About this task -> If a line includes the word "wrap", it belongs in the count; state the total for the data below and add nothing.

━━ Given records

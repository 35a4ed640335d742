//! Subcommand implementations

use anyhow::{Context, Result};
use std::collections::BTreeSet;
use std::fmt;
use std::path::Path;
use tracing::{debug, info};
use trino_acl::rules::FallbackPattern;
use trino_acl::{
    AccessEngine, AccessRequest, EffectiveAccess, FileRuleSource, Principal, RuleKind, RuleSet,
    RuleSource,
};

/// Load the rule document at `path`
pub async fn load_rules(path: &Path) -> Result<RuleSet> {
    let source = FileRuleSource::new(path);
    let rules = source
        .fetch()
        .await
        .with_context(|| format!("Failed to load rules from {}", path.display()))?;

    debug!("Loaded {} catalog rules from {}", rules.catalogs.len(), path.display());
    Ok(rules)
}

/// Normalize comma-separated membership values
///
/// Entries are trimmed and blanks dropped, so `"a, ,b"` yields `{a, b}`.
pub fn parse_members(values: &[String]) -> BTreeSet<String> {
    values
        .iter()
        .flat_map(|value| value.split(','))
        .map(str::trim)
        .filter(|member| !member.is_empty())
        .map(str::to_string)
        .collect()
}

/// Build a request from command-line arguments
///
/// Only membership lists are normalized; the user and coordinates are used
/// as given, with an empty schema or table treated as absent.
pub fn build_request(
    user: &str,
    groups: &[String],
    roles: &[String],
    catalog: &str,
    schema: Option<&str>,
    table: Option<&str>,
) -> AccessRequest {
    let principal = Principal::new(user)
        .with_groups(parse_members(groups))
        .with_roles(parse_members(roles));

    let mut request = AccessRequest::new(principal, catalog);
    if let Some(schema) = schema.filter(|s| !s.is_empty()) {
        request = request.with_schema(schema);
    }
    if let Some(table) = table.filter(|t| !t.is_empty()) {
        request = request.with_table(table);
    }
    request
}

/// Evaluate one request against a rule set
pub fn evaluate(rules: RuleSet, request: &AccessRequest) -> EffectiveAccess {
    let engine = AccessEngine::with_rules(rules);
    let access = engine.check(request);

    info!(
        "Evaluated {} on catalog {}: visible={}",
        request.principal.user, request.catalog, access.visible
    );
    access
}

/// Read a JSON access request from a file, or stdin when `path` is `-`
pub fn read_request(path: &Path) -> Result<AccessRequest> {
    let json = if path == Path::new("-") {
        std::io::read_to_string(std::io::stdin()).context("Failed to read request from stdin")?
    } else {
        std::fs::read_to_string(path)
            .with_context(|| format!("Failed to read request file {}", path.display()))?
    };

    serde_json::from_str(&json).context("Failed to parse access request")
}

/// Summary printed by `validate`
#[derive(Debug)]
pub struct ValidationReport {
    pub counts: Vec<(RuleKind, usize)>,
    pub fallbacks: Vec<FallbackPattern>,
}

impl ValidationReport {
    pub fn from_rules(rules: &RuleSet) -> Self {
        Self {
            counts: RuleKind::ALL
                .iter()
                .map(|kind| (*kind, rules.len_of(*kind)))
                .collect(),
            fallbacks: rules.fallback_patterns(),
        }
    }

    pub fn total_rules(&self) -> usize {
        self.counts.iter().map(|(_, count)| count).sum()
    }
}

impl fmt::Display for ValidationReport {
    fn fmt(&self, f: &mut fmt::Formatter<'_>) -> fmt::Result {
        writeln!(f, "Rules: {}", self.total_rules())?;
        for (kind, count) in &self.counts {
            writeln!(f, "  {:<20} {}", kind, count)?;
        }

        if self.fallbacks.is_empty() {
            write!(f, "All patterns compile as regular expressions")
        } else {
            writeln!(f, "Patterns matched literally ({}):", self.fallbacks.len())?;
            for (i, fallback) in self.fallbacks.iter().enumerate() {
                if i > 0 {
                    writeln!(f)?;
                }
                write!(f, "  {}", fallback)?;
            }
            Ok(())
        }
    }
}

/// Normalized document text for `dump`
pub fn dump(rules: &RuleSet, wrap: bool) -> Result<String> {
    rules
        .to_json_pretty(wrap)
        .context("Failed to serialize rules")
}
// src/lib.rs

use std::sync::Arc;

use axum::Router;
use axum::routing::get;
use tower_http::trace::TraceLayer;

use crate::models::dataset::Dataset;

/// Shared application state: the dataset, loaded once at startup and
/// injected read-only into every handler.
#[derive(Clone)]
pub struct AppState {
    pub dataset: Arc<Dataset>,
}

pub mod models {
    pub mod chart;
    pub mod dataset;
    pub mod error;
    pub mod table;
}

pub mod services {
    pub mod catalog;
    pub mod chart;
    pub mod chart_render;
    pub mod loader;
    pub mod query;
}

pub mod handlers {
    pub mod graph;
    pub mod items;
    pub mod table;
}

pub mod views;

pub fn router(state: AppState) -> Router {
    Router::new()
        .route(
            "/",
            get(handlers::table::index).post(handlers::table::index_filtered),
        )
        .route(
            "/item-search",
            get(handlers::items::item_search).post(handlers::items::item_search_submit),
        )
        .route("/display-graph", get(handlers::graph::display_graph))
        .route("/api/items/{item_name}/series", get(handlers::graph::item_series))
        .layer(TraceLayer::new_for_http())
        .with_state(state)
}
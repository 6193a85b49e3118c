use std::fmt::Write;

use crate::models::dataset::Column;
use crate::models::table::TablePage;
use crate::services::query::PAGE_SIZE;
use crate::views::{escape_html, page_shell};

/// The main table page: per-column filter inputs, sort controls, the page
/// of rows, and pagination links. Submitting the form re-queries from page
/// 1; the page links themselves are plain GETs.
pub fn render(table: &TablePage<'_>) -> String {
    let mut body = String::new();
    body.push_str("<h1>Market Price History</h1>\n");
    body.push_str("<nav><a href=\"/item-search\">Item search</a></nav>\n");

    body.push_str("<form class=\"filters\" method=\"post\" action=\"/?page=1\">\n");
    for column in &table.columns {
        let name = escape_html(column);
        let _ = write!(
            body,
            "<label>{name} <input type=\"text\" name=\"{name}\"></label>\n",
        );
    }
    body.push_str("<label>Sort by <select name=\"sort_column\">\n<option value=\"\"></option>\n");
    for column in Column::ALL {
        let name = escape_html(column.name());
        let _ = write!(body, "<option value=\"{name}\">{name}</option>\n");
    }
    body.push_str(
        "</select></label>\n\
         <label>Order <select name=\"sort_order\">\n\
         <option value=\"asc\">asc</option>\n\
         <option value=\"desc\">desc</option>\n\
         </select></label>\n\
         <button type=\"submit\">Apply</button>\n\
         </form>\n",
    );

    body.push_str("<table class=\"data\">\n<thead><tr>");
    for column in &table.columns {
        let _ = write!(body, "<th>{}</th>", escape_html(column));
    }
    body.push_str("</tr></thead>\n<tbody>\n");
    for row in &table.rows {
        body.push_str("<tr>");
        for column in Column::ALL {
            let _ = write!(body, "<td>{}</td>", escape_html(&row.value(column).to_string()));
        }
        body.push_str("</tr>\n");
    }
    body.push_str("</tbody>\n</table>\n");

    let _ = write!(
        body,
        "<p>Page {} &middot; {} rows</p>\n<nav>",
        table.page, table.total_rows
    );
    if table.page > 1 {
        let _ = write!(body, "<a href=\"/?page={}\">Previous</a>", table.page - 1);
    }
    if table.page * PAGE_SIZE < table.total_rows {
        let _ = write!(body, "<a href=\"/?page={}\">Next</a>", table.page + 1);
    }
    body.push_str("</nav>\n");

    page_shell("Market Price History", &body)
}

━━━━

Answer below -> 2